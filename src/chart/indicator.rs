//! Moving-average overlays for the chart.
//!
//! The supported SMA periods form a fixed, closed enumeration; requests for
//! anything outside it are rejected at the boundary. Reconciliation against
//! the attached series set is expressed as a minimal add/remove delta.

use serde::{Deserialize, Serialize};
use std::collections::BTreeSet;
use std::fmt;
use ta::indicators::SimpleMovingAverage;
use ta::Next;

use super::base::{SMA_100_COLOR, SMA_10_COLOR, SMA_20_COLOR, SMA_50_COLOR};
use crate::market::{LinePoint, SeriesDataset};

/// Supported SMA periods.
///
/// Declaration order is the canonical ordering used for legend entries and
/// for series stacking when several overlays are added at once.
#[derive(Debug, Clone, Copy, PartialEq, Eq, Hash, PartialOrd, Ord, Serialize, Deserialize)]
pub enum SmaPeriod {
    Sma10,
    Sma20,
    Sma50,
    Sma100,
}

impl SmaPeriod {
    /// All supported periods, in canonical order.
    pub fn all() -> [SmaPeriod; 4] {
        [SmaPeriod::Sma10, SmaPeriod::Sma20, SmaPeriod::Sma50, SmaPeriod::Sma100]
    }

    /// Window length in candles.
    pub fn window(self) -> usize {
        match self {
            SmaPeriod::Sma10 => 10,
            SmaPeriod::Sma20 => 20,
            SmaPeriod::Sma50 => 50,
            SmaPeriod::Sma100 => 100,
        }
    }

    /// Fixed overlay color for this period.
    pub fn color(self) -> &'static str {
        match self {
            SmaPeriod::Sma10 => SMA_10_COLOR,
            SmaPeriod::Sma20 => SMA_20_COLOR,
            SmaPeriod::Sma50 => SMA_50_COLOR,
            SmaPeriod::Sma100 => SMA_100_COLOR,
        }
    }

    /// Map a raw window length onto the enumeration.
    ///
    /// Anything outside the supported set yields `None` and is ignored by
    /// callers; the enumeration is closed.
    pub fn from_window(window: usize) -> Option<SmaPeriod> {
        SmaPeriod::all().into_iter().find(|period| period.window() == window)
    }
}

impl fmt::Display for SmaPeriod {
    fn fmt(&self, f: &mut fmt::Formatter<'_>) -> fmt::Result {
        write!(f, "SMA {}", self.window())
    }
}

/// Active/inactive flags for every supported period.
#[derive(Debug, Clone, PartialEq, Serialize, Deserialize)]
pub struct SmaToggles {
    sma10: bool,
    sma20: bool,
    sma50: bool,
    sma100: bool,
}

impl Default for SmaToggles {
    /// The 50-period overlay starts enabled.
    fn default() -> Self {
        Self { sma10: false, sma20: false, sma50: true, sma100: false }
    }
}

impl SmaToggles {
    /// All overlays off.
    pub fn none() -> Self {
        Self { sma10: false, sma20: false, sma50: false, sma100: false }
    }

    pub fn is_active(&self, period: SmaPeriod) -> bool {
        match period {
            SmaPeriod::Sma10 => self.sma10,
            SmaPeriod::Sma20 => self.sma20,
            SmaPeriod::Sma50 => self.sma50,
            SmaPeriod::Sma100 => self.sma100,
        }
    }

    pub fn set(&mut self, period: SmaPeriod, active: bool) {
        match period {
            SmaPeriod::Sma10 => self.sma10 = active,
            SmaPeriod::Sma20 => self.sma20 = active,
            SmaPeriod::Sma50 => self.sma50 = active,
            SmaPeriod::Sma100 => self.sma100 = active,
        }
    }

    /// Flip one period and return its new state.
    pub fn toggle(&mut self, period: SmaPeriod) -> bool {
        let next = !self.is_active(period);
        self.set(period, next);
        next
    }

    /// Active periods, in canonical order.
    pub fn active_periods(&self) -> Vec<SmaPeriod> {
        SmaPeriod::all().into_iter().filter(|period| self.is_active(*period)).collect()
    }
}

/// Minimal add/remove delta between desired toggles and attached series.
#[derive(Debug, Clone, Default, PartialEq)]
pub struct IndicatorDelta {
    pub to_add: Vec<SmaPeriod>,
    pub to_remove: Vec<SmaPeriod>,
}

impl IndicatorDelta {
    pub fn is_empty(&self) -> bool {
        self.to_add.is_empty() && self.to_remove.is_empty()
    }
}

/// Compute which overlay series must be added or removed.
///
/// `to_add` is produced in canonical period order so that multiple additions
/// in one reconciliation stack deterministically.
pub fn diff_indicators(desired: &SmaToggles, current: &BTreeSet<SmaPeriod>) -> IndicatorDelta {
    let mut delta = IndicatorDelta::default();

    for period in SmaPeriod::all() {
        let want = desired.is_active(period);
        let have = current.contains(&period);

        if want && !have {
            delta.to_add.push(period);
        } else if !want && have {
            delta.to_remove.push(period);
        }
    }

    delta
}

/// Simple moving average of the close series, aligned to candle timestamps.
///
/// The first emitted point belongs to the first candle with a full window
/// behind it; earlier candles produce no value.
pub fn sma_points(dataset: &SeriesDataset, period: SmaPeriod) -> Vec<LinePoint> {
    let window = period.window();
    let candles = dataset.candles();
    if candles.len() < window {
        return Vec::new();
    }

    let mut indicator = SimpleMovingAverage::new(window).unwrap();
    let mut points = Vec::with_capacity(candles.len() - window + 1);

    for (ix, candle) in candles.iter().enumerate() {
        let value = indicator.next(candle.close);
        if ix + 1 >= window {
            points.push(LinePoint { datetime: candle.datetime, value });
        }
    }

    points
}

/// One legend row for an active overlay.
#[derive(Debug, Clone, PartialEq, Serialize)]
pub struct LegendEntry {
    pub period: SmaPeriod,
    pub label: String,
    pub color: &'static str,
}

/// Legend rows for the active overlays, in canonical order.
pub fn legend_entries(toggles: &SmaToggles) -> Vec<LegendEntry> {
    toggles
        .active_periods()
        .into_iter()
        .map(|period| LegendEntry {
            period,
            label: format!("SMA({})", period.window()),
            color: period.color(),
        })
        .collect()
}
§
▶ _TASK DETAILS_
All lines from the opening of the listing above through the line that contains "boundary. Reconciliation against" should be given again exactly, and nothing more.

▶ _EXERCISE OUTPUT_
filename src/chart/indicator.rs
//! Moving-average overlays for the chart.
//!
//! The supported SMA periods form a fixed, closed enumeration; requests for
//! anything outside it are rejected at the boundary. Reconciliation against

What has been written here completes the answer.